MAURICIO MESCHOULAM/COMUNICACAMPECHE.COM

Han pasado casi dos años desde que Mohammed Bouazizi se prendiera fuego en las calles de Túnez, detonando con ello una cadena de eventos que no hemos terminado de entender. De pronto, a dos años nos percatamos de que en Egipto los jóvenes siguen protestando por cambios que nunca llegaron. Pareciera que perdimos la paciencia. Nos ganó la prisa. Nos inventamos categorizaciones y nombres maravillosos para contabilizar transformaciones en curso. Pero escenas como las de El Cairo esta semana, tienen que invitarnos a efectuar profundas reflexiones en cuanto a lo que los movimientos sociales han sido, lo que no han sido y lo que prometieron ser sin lograrlo aún.

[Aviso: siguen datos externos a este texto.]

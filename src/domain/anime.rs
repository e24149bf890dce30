//! Anime watch-status records.
//!
//! Records carry `progress` and `total_episodes` side by side; nothing here
//! enforces `progress <= total_episodes`. See [`crate::check`] for reporting.

use anyhow::Result;
use serde::{Deserialize, Serialize};

/// Viewing status of an anime
#[derive(Debug, Clone, Copy, PartialEq, Eq, Hash, Serialize, Deserialize)]
#[serde(rename_all = "lowercase")]
pub enum AnimeStatus {
    Watching,
    Completed,
    Planned,
}

impl AnimeStatus {
    pub fn as_str(&self) -> &'static str {
        match self {
            AnimeStatus::Watching => "watching",
            AnimeStatus::Completed => "completed",
            AnimeStatus::Planned => "planned",
        }
    }
}

impl std::fmt::Display for AnimeStatus {
    fn fmt(&self, f: &mut std::fmt::Formatter<'_>) -> std::fmt::Result {
        write!(f, "{}", self.as_str())
    }
}

impl std::str::FromStr for AnimeStatus {
    type Err = anyhow::Error;

    fn from_str(s: &str) -> Result<Self> {
        match s.to_lowercase().as_str() {
            "watching" => Ok(AnimeStatus::Watching),
            "completed" => Ok(AnimeStatus::Completed),
            "planned" => Ok(AnimeStatus::Planned),
            _ => anyhow::bail!("Unknown anime status: {}", s),
        }
    }
}

/// A single anime entry
#[derive(Debug, Clone, PartialEq, Serialize, Deserialize)]
#[serde(rename_all = "camelCase")]
pub struct AnimeRecord {
    pub title: String,

    pub status: AnimeStatus,

    /// Personal rating on a 0-10 scale
    pub rating: f32,

    /// Cover image path
    pub cover: String,

    /// Human-readable episode summary, e.g. "28 episodes"
    pub episodes: String,

    pub year: String,

    pub season: String,

    /// Genres in display order
    #[serde(default)]
    pub genre: Vec<String>,

    pub studio: String,

    /// External page for the series
    pub link: String,

    /// Episodes watched so far
    pub progress: u32,

    pub total_episodes: u32,

    /// Year-month the series started airing ("YYYY-MM")
    pub start_date: String,

    /// Year-month the series finished airing ("YYYY-MM")
    pub end_date: String,
}

#[cfg(test)]
mod tests {
    use super::*;

    #[test]
    fn test_anime_status_round_trips_through_display() {
        for status in [
            AnimeStatus::Watching,
            AnimeStatus::Completed,
            AnimeStatus::Planned,
        ] {
            assert_eq!(status.to_string().parse::<AnimeStatus>().unwrap(), status);
        }
        assert!("dropped".parse::<AnimeStatus>().is_err());
    }

    #[test]
    fn test_anime_record_uses_camel_case_fields() {
        let yaml = r#"
title: Test Show
status: watching
rating: 8.5
cover: /assets/anime/test.webp
episodes: 12 episodes
year: "2024"
season: "1"
genre: [Comedy]
studio: Studio
link: https://example.com/show
progress: 3
totalEpisodes: 12
startDate: "2024-01"
endDate: "2024-03"
"#;
        let record: AnimeRecord = serde_yaml::from_str(yaml).unwrap();
        assert_eq!(record.status, AnimeStatus::Watching);
        assert_eq!(record.total_episodes, 12);
        assert_eq!(record.start_date, "2024-01");

        let json = serde_json::to_value(&record).unwrap();
        assert_eq!(json["totalEpisodes"], 12);
        assert_eq!(json["endDate"], "2024-03");
    }
}
//! Configuration for site-content paths.
//!
//! Configuration sources (highest priority first):
//! 1. Environment variables (SITE_CONTENT_HOME, SITE_CONTENT_DIR, SITE_CONTENT_EXPORT)
//! 2. Config file (.site-content/config.yaml)
//! 3. Defaults (~/.site-content)
//!
//! Config file discovery:
//! - Searches current directory and parents for .site-content/config.yaml
//! - `home` is relative to the .site-content/ directory; `content` and
//!   `export` are relative to the project root (its parent)

use std::path::{Path, PathBuf};
use std::sync::OnceLock;

use anyhow::{Context, Result};
use serde::Deserialize;

pub const CONFIG_DIR: &str = ".site-content";
pub const CONFIG_FILE: &str = "config.yaml";

pub const ENV_HOME: &str = "SITE_CONTENT_HOME";
pub const ENV_CONTENT_DIR: &str = "SITE_CONTENT_DIR";
pub const ENV_EXPORT_DIR: &str = "SITE_CONTENT_EXPORT";

/// Global cached configuration (stores Result to handle init errors)
static CONFIG: OnceLock<Result<ResolvedConfig, String>> = OnceLock::new();

/// Raw config file schema (matches YAML structure)
#[derive(Debug, Clone, Deserialize)]
pub struct ConfigFile {
    pub version: String,
    #[serde(default)]
    pub paths: PathsConfig,
}

#[derive(Debug, Clone, Default, Deserialize)]
pub struct PathsConfig {
    /// State directory (relative to .site-content/)
    pub home: Option<String>,
    /// Directory holding YAML content files (relative to project root)
    pub content: Option<String>,
    /// Directory for JSON exports (relative to project root)
    pub export: Option<String>,
}

/// Resolved configuration with absolute paths
#[derive(Debug, Clone, PartialEq)]
pub struct ResolvedConfig {
    /// Base directory for defaults
    pub home: PathBuf,
    /// Directory searched for content files; builtin records fill the gaps
    pub content_dir: PathBuf,
    /// Where `export` writes JSON by default
    pub export_dir: PathBuf,
    /// Path to config file (if found)
    pub config_file: Option<PathBuf>,
}

/// Environment overrides, captured once so resolution stays testable
#[derive(Debug, Clone, Default)]
struct EnvOverrides {
    home: Option<PathBuf>,
    content_dir: Option<PathBuf>,
    export_dir: Option<PathBuf>,
}

impl EnvOverrides {
    fn from_env() -> Self {
        Self {
            home: std::env::var(ENV_HOME).ok().map(PathBuf::from),
            content_dir: std::env::var(ENV_CONTENT_DIR).ok().map(PathBuf::from),
            export_dir: std::env::var(ENV_EXPORT_DIR).ok().map(PathBuf::from),
        }
    }
}

/// Find config file by searching current directory and parents
fn find_config_file() -> Option<PathBuf> {
    let mut current = std::env::current_dir().ok()?;

    loop {
        let config_path = current.join(CONFIG_DIR).join(CONFIG_FILE);
        if config_path.exists() {
            return Some(config_path);
        }

        if !current.pop() {
            break;
        }
    }

    None
}

/// Load and parse config file
fn load_config_file(path: &Path) -> Result<ConfigFile> {
    let content = std::fs::read_to_string(path)
        .with_context(|| format!("Failed to read config file: {}", path.display()))?;

    serde_yaml::from_str(&content)
        .with_context(|| format!("Failed to parse config file: {}", path.display()))
}

/// Resolve a path that may be relative to the config file's parent
fn resolve_path(base: &Path, path_str: &str) -> PathBuf {
    let path = PathBuf::from(path_str);
    if path.is_absolute() {
        path
    } else {
        base.join(path)
            .canonicalize()
            .unwrap_or_else(|_| base.join(path_str))
    }
}

/// Combine config file, env overrides and defaults
fn resolve(
    config_path: Option<PathBuf>,
    env: EnvOverrides,
    default_home: PathBuf,
) -> Result<ResolvedConfig> {
    let file = match config_path {
        Some(ref path) => Some(load_config_file(path)?),
        None => None,
    };
    let paths = file.map(|f| f.paths).unwrap_or_default();

    // .site-content/ and the project root above it
    let config_dir = config_path.as_deref().and_then(Path::parent);
    let base_dir = config_dir.and_then(Path::parent).unwrap_or(Path::new("."));

    let home = env
        .home
        .or_else(|| {
            let dir = config_dir?;
            paths.home.as_deref().map(|h| resolve_path(dir, h))
        })
        .unwrap_or(default_home);

    let content_dir = env
        .content_dir
        .or_else(|| paths.content.as_deref().map(|c| resolve_path(base_dir, c)))
        .unwrap_or_else(|| home.join("content"));

    let export_dir = env
        .export_dir
        .or_else(|| paths.export.as_deref().map(|e| resolve_path(base_dir, e)))
        .unwrap_or_else(|| home.join("export"));

    Ok(ResolvedConfig {
        home,
        content_dir,
        export_dir,
        config_file: config_path,
    })
}

/// Load configuration from all sources
fn load_config() -> Result<ResolvedConfig> {
    let default_home = dirs::home_dir()
        .context("Failed to determine home directory")?
        .join(CONFIG_DIR);

    resolve(find_config_file(), EnvOverrides::from_env(), default_home)
}

/// Get the global configuration (loads once, then cached)
pub fn config() -> Result<&'static ResolvedConfig> {
    let result = CONFIG.get_or_init(|| load_config().map_err(|e| e.to_string()));

    match result {
        Ok(config) => Ok(config),
        Err(e) => anyhow::bail!("{}", e),
    }
}

/// Get the content directory
pub fn content_dir() -> Result<PathBuf> {
    Ok(config()?.content_dir.clone())
}

/// Get the default export directory
pub fn export_dir() -> Result<PathBuf> {
    Ok(config()?.export_dir.clone())
}
//! Site content snapshot.
//!
//! A [`SiteContent`] bundles the three catalogs. It is built either from the
//! records compiled into the binary or from YAML files in a content
//! directory, and never changes afterwards.
//!
//! # Content Directory Layout
//!
//! ```text
//! <content_dir>/
//! ├── favicons.yaml     # sequence of favicon entries
//! ├── anime.yaml        # sequence of anime records
//! └── projects.yaml     # sequence of projects
//! ```
//!
//! Missing files fall back to the builtin catalog, one file at a time.
//!
//! # Export Layout
//!
//! ```text
//! <export_dir>/
//! ├── favicons.json
//! ├── anime.json
//! ├── projects.json
//! ├── project-stats.json
//! └── tech-stack.json
//! ```

pub mod records;

use std::path::{Path, PathBuf};
use std::sync::OnceLock;

use anyhow::{Context, Result};
use serde::de::DeserializeOwned;
use serde::Serialize;
use tokio::fs;
use tracing::{debug, info};

use crate::catalog::{AnimeCatalog, FaviconTable, ProjectCatalog, ProjectStats};
use crate::domain::Project;

pub const FAVICONS_FILE: &str = "favicons.yaml";
pub const ANIME_FILE: &str = "anime.yaml";
pub const PROJECTS_FILE: &str = "projects.yaml";

/// Process-wide builtin snapshot
static BUILTIN: OnceLock<SiteContent> = OnceLock::new();

/// Where a catalog's records came from
#[derive(Debug, Clone, PartialEq, Eq)]
pub enum Source {
    Builtin,
    File(PathBuf),
}

impl std::fmt::Display for Source {
    fn fmt(&self, f: &mut std::fmt::Formatter<'_>) -> std::fmt::Result {
        match self {
            Source::Builtin => write!(f, "builtin"),
            Source::File(path) => write!(f, "{}", path.display()),
        }
    }
}

/// The three content catalogs
#[derive(Debug, Clone, PartialEq)]
pub struct SiteContent {
    pub favicons: FaviconTable,
    pub anime: AnimeCatalog,
    pub projects: ProjectCatalog,
}

impl Default for SiteContent {
    fn default() -> Self {
        Self::builtin()
    }
}

impl SiteContent {
    /// Build the snapshot from the records compiled into the binary
    pub fn builtin() -> Self {
        Self {
            favicons: records::favicons().into(),
            anime: records::anime_list().into(),
            projects: records::projects().into(),
        }
    }

    /// Load content, preferring files in `dir` over builtin records.
    ///
    /// With no directory, or a directory that does not exist, the builtin
    /// snapshot is returned. A file that exists but does not parse is an error.
    pub async fn load(dir: Option<&Path>) -> Result<Self> {
        let Some(dir) = dir.filter(|d| d.is_dir()) else {
            if let Some(dir) = dir {
                debug!(dir = %dir.display(), "Content directory missing, using builtin content");
            }
            return Ok(Self::builtin());
        };

        let (favicons, source) = load_or(dir.join(FAVICONS_FILE), records::favicons).await?;
        info!(%source, count = favicons.len(), "Loaded favicons");

        let (anime, source) = load_or(dir.join(ANIME_FILE), records::anime_list).await?;
        info!(%source, count = anime.len(), "Loaded anime catalog");

        let (projects, source) = load_or(dir.join(PROJECTS_FILE), records::projects).await?;
        info!(%source, count = projects.len(), "Loaded project catalog");

        Ok(Self {
            favicons: favicons.into(),
            anime: anime.into(),
            projects: projects.into(),
        })
    }

    /// Write every catalog and the derived project views as pretty JSON
    pub async fn export(&self, dir: &Path) -> Result<Vec<PathBuf>> {
        fs::create_dir_all(dir)
            .await
            .with_context(|| format!("Failed to create export directory: {}", dir.display()))?;

        let mut written = Vec::with_capacity(5);
        written.push(write_json(dir, "favicons.json", &self.favicons).await?);
        written.push(write_json(dir, "anime.json", &self.anime).await?);
        written.push(write_json(dir, "projects.json", &self.projects).await?);
        written.push(write_json(dir, "project-stats.json", &self.projects.stats()).await?);
        written.push(write_json(dir, "tech-stack.json", &self.projects.all_tech_stack()).await?);

        info!(dir = %dir.display(), files = written.len(), "Exported site content");
        Ok(written)
    }
}

/// Read a YAML sequence from `path`, or fall back to `default` when absent
async fn load_or<T, F>(path: PathBuf, default: F) -> Result<(Vec<T>, Source)>
where
    T: DeserializeOwned,
    F: FnOnce() -> Vec<T>,
{
    if !path.exists() {
        return Ok((default(), Source::Builtin));
    }

    let content = fs::read_to_string(&path)
        .await
        .with_context(|| format!("Failed to read content file: {}", path.display()))?;

    let items = serde_yaml::from_str(&content)
        .with_context(|| format!("Failed to parse content file: {}", path.display()))?;

    Ok((items, Source::File(path)))
}

async fn write_json<T: Serialize + ?Sized>(dir: &Path, name: &str, value: &T) -> Result<PathBuf> {
    let path = dir.join(name);
    let content = serde_json::to_string_pretty(value)?;

    fs::write(&path, content)
        .await
        .with_context(|| format!("Failed to write export file: {}", path.display()))?;

    debug!(path = %path.display(), "Wrote export file");
    Ok(path)
}

// ============================================================================
// Builtin snapshot accessors
// ============================================================================

/// Get the builtin snapshot (built once, then shared)
pub fn builtin() -> &'static SiteContent {
    BUILTIN.get_or_init(SiteContent::builtin)
}

/// Project counts over the builtin catalog
pub fn project_stats() -> ProjectStats {
    builtin().projects.stats()
}

/// Builtin projects in `category` (`None`, `""` or `"all"` for every project)
pub fn projects_by_category(category: Option<&str>) -> Vec<&'static Project> {
    builtin().projects.by_category(category)
}

/// Featured builtin projects
pub fn featured_projects() -> Vec<&'static Project> {
    builtin().projects.featured()
}

/// Sorted, deduplicated tech stack of the builtin projects
pub fn all_tech_stack() -> Vec<String> {
    builtin().projects.all_tech_stack()
}

#[cfg(test)]
mod tests {
    use super::*;

    #[test]
    fn test_builtin_is_shared() {
        let a = builtin() as *const SiteContent;
        let b = builtin() as *const SiteContent;
        assert_eq!(a, b);
        assert_eq!(builtin(), &SiteContent::builtin());
    }

    #[test]
    fn test_builtin_sizes() {
        let content = SiteContent::builtin();
        assert_eq!(content.favicons.len(), 2);
        assert_eq!(content.anime.len(), 4);
        assert_eq!(content.projects.len(), 3);
    }

    #[test]
    fn test_source_display() {
        assert_eq!(Source::Builtin.to_string(), "builtin");
        assert_eq!(
            Source::File(PathBuf::from("/tmp/anime.yaml")).to_string(),
            "/tmp/anime.yaml"
        );
    }

    #[tokio::test]
    async fn test_load_without_dir_is_builtin() {
        let content = SiteContent::load(None).await.unwrap();
        assert_eq!(content, SiteContent::builtin());
    }

    #[tokio::test]
    async fn test_load_missing_dir_is_builtin() {
        let temp = tempfile::TempDir::new().unwrap();
        let missing = temp.path().join("nope");

        let content = SiteContent::load(Some(&missing)).await.unwrap();
        assert_eq!(content, SiteContent::builtin());
    }
}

Es verdad que en muchos sitios se dejaron sentir los efectos de la crisis global. En algunos lugares, la pobreza y el subdesarrollo se mezclaron con la inflación en precios de productos básicos y alimentos, el desempleo y especialmente la desocupación juvenil. Esto, en ciertas regiones como Medio Oriente y Norte de África, se juntó además con una lacerante corrupción, dictaduras represivas y autoritarias, y la ausencia de libertades y derechos para canalizar las demandas que estos factores producen. Todo ello se tradujo en frustración social y falta de expectativas. No únicamente las cosas estaban mal, sino que todo indicaba que así seguirían. La alternativa, por tanto, estuvo en tomar las calles y las plazas. De Túnez a Cairo, a Benghazi, Damasco, Madrid, Atenas, Nueva York, Londres, los movimientos sociales inundaron el globo.

Sin embargo, cada caso, cada país, cada situación era en el fondo una historia distinta.

Pero la narrativa de algunos medios y analistas fue más allá de los factores comunes y empezó a hablar de Madrid, Occupy Wall Street o las revueltas del mundo árabe como si fuesen una misma cosa. Se dijo “las primaveras del mundo”. En algunos casos, esta narrativa transformó las manifestaciones en “revoluciones”, las redes sociales en actores en lugar de medios. Contaron la caída del Mubarak egipcio como el triunfo de las masas y el empoderamiento de la sociedad a través de los nuevos canales de comunicación, en vez de apreciar el golpe de estado que se consumaba mediante promesas, la disolución del parlamento y la lucha librada entre los nuevos poderes con los viejos. Mientras que estos relatos se retransmitían por todo el planeta, muchos gobiernos y monarquías aprendían rápidamente a apaciguar la tempestad con dádivas y cambios menores, y garrotes para quienes no los aceptaban. En otras partes las protestas se tornaron choques violentos, e incluso en rebeliones armadas como en Siria. Luego, las audiencias y muchos medios simplemente se habituaron o se aburrieron.

Pero las lecciones, a dos años, no son pocas. No, no son las redes, sino los sueños frustrados. La desesperanza, la falta de expectativas para tener un futuro mejor, la posibilidad de expresarlo, de reunirse con otros, de compartir las emociones colectivas.

Donde existen esas condiciones, los movimientos sociales explotan, con Internet o sin él como sucedió en Yemen o Libia. Donde esa frustración no es compartida por las grandes mayorías, o éstas hallan distintos mecanismos para canalizarla, o bien donde han sido reprimidos, los movimientos sociales no han sido capaces de transformar las realidades existentes y paulatinamente han ido perdiendo fuerza.

Por otro lado, nos urge algo de paciencia en el análisis y la narrativa de la historia que sucede a nuestros pies. Las revoluciones no ocurren en 18 días. Aunque los Mubaraks del mundo se salgan de sus sillas. Y para aquellos tantos otros sitios en donde quizás no hay dictadores, pero sí frustración social, los eventos de los últimos dos años nos enseñan, al menos, lo que pasa cuando esa frustración es ignorada o se intenta apaciguar con cambios de papel.